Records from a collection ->
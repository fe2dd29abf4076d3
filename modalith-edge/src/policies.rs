// Copyright 2025 Modalith (https://github.com/modalith)
//
// This program is free software: you can redistribute it and/or modify
// it under the terms of the GNU Affero General Public License as published by
// the Free Software Foundation, either version 3 of the License, or
// (at your option) any later version.
//
// This program is distributed in the hope that it will be useful,
// but WITHOUT ANY WARRANTY; without even the implied warranty of
// MERCHANTABILITY or FITNESS FOR A PARTICULAR PURPOSE. See the
// GNU Affero General Public License for more details.
//
// You should have received a copy of the GNU Affero General Public License
// along with this program. If not, see <https://www.gnu.org/licenses/>.

//! Pure batch-sizing and admission policies for the edge gateway.

use serde::{Deserialize, Serialize};

/// Piecewise-linear batch tuning between two backlog watermarks.
#[derive(Debug, Clone, Copy, PartialEq, Eq, Serialize, Deserialize)]
pub struct AdaptiveBatchPolicy {
    pub min_batch: u32,
    pub max_batch: u32,
    pub low_watermark: u64,
    pub high_watermark: u64,
    pub min_delay_ms: u64,
    pub max_delay_ms: u64,
}

impl Default for AdaptiveBatchPolicy {
    fn default() -> Self {
        Self {
            min_batch: 1,
            max_batch: 50,
            low_watermark: 10,
            high_watermark: 100,
            min_delay_ms: 0,
            max_delay_ms: 2000,
        }
    }
}

impl AdaptiveBatchPolicy {
    /// `(batch_size, delay_ms)` for the given backlog. A latency hint adds a
    /// quarter of the average latency to the delay, clamped at the maximum.
    pub fn tune(&self, backlog: u64, avg_latency_ms: Option<f64>) -> (u32, u64) {
        let (mut batch, mut delay) = if backlog <= self.low_watermark {
            (self.min_batch, self.min_delay_ms)
        } else if backlog >= self.high_watermark {
            (self.max_batch, self.max_delay_ms)
        } else {
            let span = (self.high_watermark - self.low_watermark) as f64;
            let ratio = (backlog - self.low_watermark) as f64 / span;
            let batch =
                self.min_batch as f64 + ratio * (self.max_batch as f64 - self.min_batch as f64);
            let delay = self.min_delay_ms as f64
                + ratio * (self.max_delay_ms as f64 - self.min_delay_ms as f64);
            (batch as u32, delay as u64)
        };

        if let Some(latency) = avg_latency_ms {
            if latency > 0.0 {
                delay = delay
                    .saturating_add((latency * 0.25) as u64)
                    .min(self.max_delay_ms);
            }
        }

        batch = batch.clamp(self.min_batch, self.max_batch);
        delay = delay.clamp(self.min_delay_ms, self.max_delay_ms);
        (batch, delay)
    }
}

/// Admission control ahead of the request body read.
#[derive(Debug, Clone, Copy, PartialEq, Eq, Serialize, Deserialize)]
pub struct BackpressurePolicy {
    pub max_backlog: u64,
    pub hard_limit: u64,
}

impl Default for BackpressurePolicy {
    fn default() -> Self {
        Self {
            max_backlog: 1000,
            hard_limit: 2000,
        }
    }
}

impl BackpressurePolicy {
    pub fn should_accept(&self, backlog: u64) -> bool {
        if backlog >= self.hard_limit {
            return false;
        }
        backlog < self.max_backlog
    }
}

#[cfg(test)]
mod tests {
    use super::*;
    use proptest::prelude::*;

    #[test]
    fn tune_pins_at_watermarks() {
        let policy = AdaptiveBatchPolicy::default();
        assert_eq!(policy.tune(0, None), (1, 0));
        assert_eq!(policy.tune(10, None), (1, 0));
        assert_eq!(policy.tune(100, None), (50, 2000));
        assert_eq!(policy.tune(5000, None), (50, 2000));
    }

    #[test]
    fn tune_interpolates_between_watermarks() {
        let policy = AdaptiveBatchPolicy::default();
        let (batch, delay) = policy.tune(55, None);
        assert!(batch > 1 && batch < 50);
        assert!(delay > 0 && delay < 2000);
    }

    #[test]
    fn latency_hint_adds_quarter_clamped() {
        let policy = AdaptiveBatchPolicy::default();
        let (_, delay) = policy.tune(0, Some(400.0));
        assert_eq!(delay, 100);
        let (_, delay) = policy.tune(100, Some(100_000.0));
        assert_eq!(delay, policy.max_delay_ms);
    }

    #[test]
    fn should_accept_respects_limits() {
        let policy = BackpressurePolicy {
            max_backlog: 5,
            hard_limit: 10,
        };
        assert!(policy.should_accept(0));
        assert!(policy.should_accept(4));
        assert!(!policy.should_accept(5));
        assert!(!policy.should_accept(10));
        assert!(!policy.should_accept(500));
    }

    proptest! {
        // Accepting a backlog implies accepting every smaller backlog.
        #[test]
        fn backpressure_is_monotonic(backlog in 0u64..10_000, smaller in 0u64..10_000) {
            let policy = BackpressurePolicy::default();
            if policy.should_accept(backlog) && smaller <= backlog {
                prop_assert!(policy.should_accept(smaller));
            }
        }

        #[test]
        fn tuned_values_stay_in_bounds(
            backlog in 0u64..1_000_000,
            latency in proptest::option::of(0.0f64..1e6),
        ) {
            let policy = AdaptiveBatchPolicy::default();
            let (batch, delay) = policy.tune(backlog, latency);
            prop_assert!(batch >= policy.min_batch && batch <= policy.max_batch);
            prop_assert!(delay >= policy.min_delay_ms && delay <= policy.max_delay_ms);
        }

        #[test]
        fn batch_grows_with_backlog(a in 0u64..10_000, b in 0u64..10_000) {
            let policy = AdaptiveBatchPolicy::default();
            let (low, high) = if a <= b { (a, b) } else { (b, a) };
            let (batch_low, _) = policy.tune(low, None);
            let (batch_high, _) = policy.tune(high, None);
            prop_assert!(batch_low <= batch_high);
        }
    }
}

Exercise ->
Return every line of the preceding records in which the word "span" appears.

Exercise result ->
            let span = (self.high_watermark - self.low_watermark) as f64;
            let ratio = (backlog - self.low_watermark) as f64 / span;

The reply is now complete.